Humans and Humanoids: Kazuo Ishiguro’s Intriguing Look into Artificial Intelligence Ethics

Kat Triantafyllou , Writer

              What does it mean to be human? How does one define a humanoid? Who is more vulnerable and why? And how similar are they to each other? All of these fundamental philosophical questions are subtly raised in Kazuo Ishiguro’s latest novel Klara and the Sun (Faber & Faber, March 2021). Ishiguro won the 2017 Nobel Prize in Literature for his novels The Remains of the Day (Faber & Faber, 1989) and Never Let Me Go (Faber & Faber 2005), both turned into films, and has yet again written a truly incredible piece of literature. A dystopian science fiction novel that pushes the themes of friendship and ethics to new heights by introducing AI, Klara and the Sun offers its readers a uniquely magnificent read. 

              The story is about an artificial friend named Klara whose vocation is to be a friend and companion to children. She is first depicted as standing at the window of a store, eagerly waiting to find a home and fulfill her mission. A keen, observant, kind and inquisitive being, she is always fascinated by the world outside the glass window, intrigued to learn more about “the outside world,” as she calls it. Klara loves and cherishes the Sun, the source of her existence, as she runs on solar power. Her dependence on the Sun is already emphasized in the title of the book that points to their sacredly deeper connection, while raising an incredibly profound question to the readers: Who is this “Sun,” this greater power? 

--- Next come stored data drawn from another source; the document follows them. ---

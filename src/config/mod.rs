pub mod load;
pub mod save;
pub mod types;

pub use types::{
    ATTEMPT_TIMEOUT, Config, Language, MAX_ATTEMPTS, MAX_RECENT_PATHS, MIN_VIDEO_DURATION_SECONDS,
    MIN_VIDEO_SIZE_BYTES, TASK_QUEUE_CAPACITY, THUMBNAIL_DIR_NAME, THUMBNAIL_INTERVAL_SECONDS,
    UserSettings, VIDEO_EXTENSIONS,
};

               One day, a resilient and curious girl, Josie, comes into the store and instantly feels that Klara “is the one,” friend for her. A lasting bond forms between the two –a human being and an artificial friend– and when a difficult situation starts to unwind, Klara strives to help Josie. Willing to even sacrifice herself, Klara surpasses the qualities of a human being, but will she be able to save her friend in time? This heartwarming tale, full of courage, compassion and friendship, continuously analyzes the human-humanoid relationship, challenging its readers to always switch sides, especially at moments when Klara experiences harsh discrimination by humans. Such is for example the moment when a woman who first meets Klara addresses her as follows: “One never knows how to greet a guest like you. After all, are you a guest at all? Or do I treat you like a vacuum cleaner?” Klara, although having a mechanical perception, clearly states: “I believe I have many feelings, the more I observe, the more feelings become available to me.” This is truly a compelling response that scrutinizes “human intelligence” versus “artificial intelligence” and the repercussions of their interdependency in our time.

               The themes that are displayed in this work are of friendship, kindness, reality, sacrifice and ethics surrounding artificial intelligence. Ishiguro develops these powerful themes through the use of dialogue, similes, strong metaphors, and in writing from the perspective of Klara. When she is addressing another person, such as Josie, she speaks to her in the third person, which highlights this barrier between humanoid and human. Klara and Josie are nominally friends, but not equals. Another interesting idea to note is that there is no time setting or place, which although may seem vague, gives room for the unique interpretation of each reader. 

              In a rapidly changing world with new advancements in artificial intelligence, this novel poses challenging ethical questions; Should humanoids be given the same rights as humans? or What is the place of humanoids, will they take over the world? 

            Overall, Ishiguro’s 8th novel is a truly unique and one of a kind read that people who have an interest in the abilities of humanoids in human society will enjoy reading.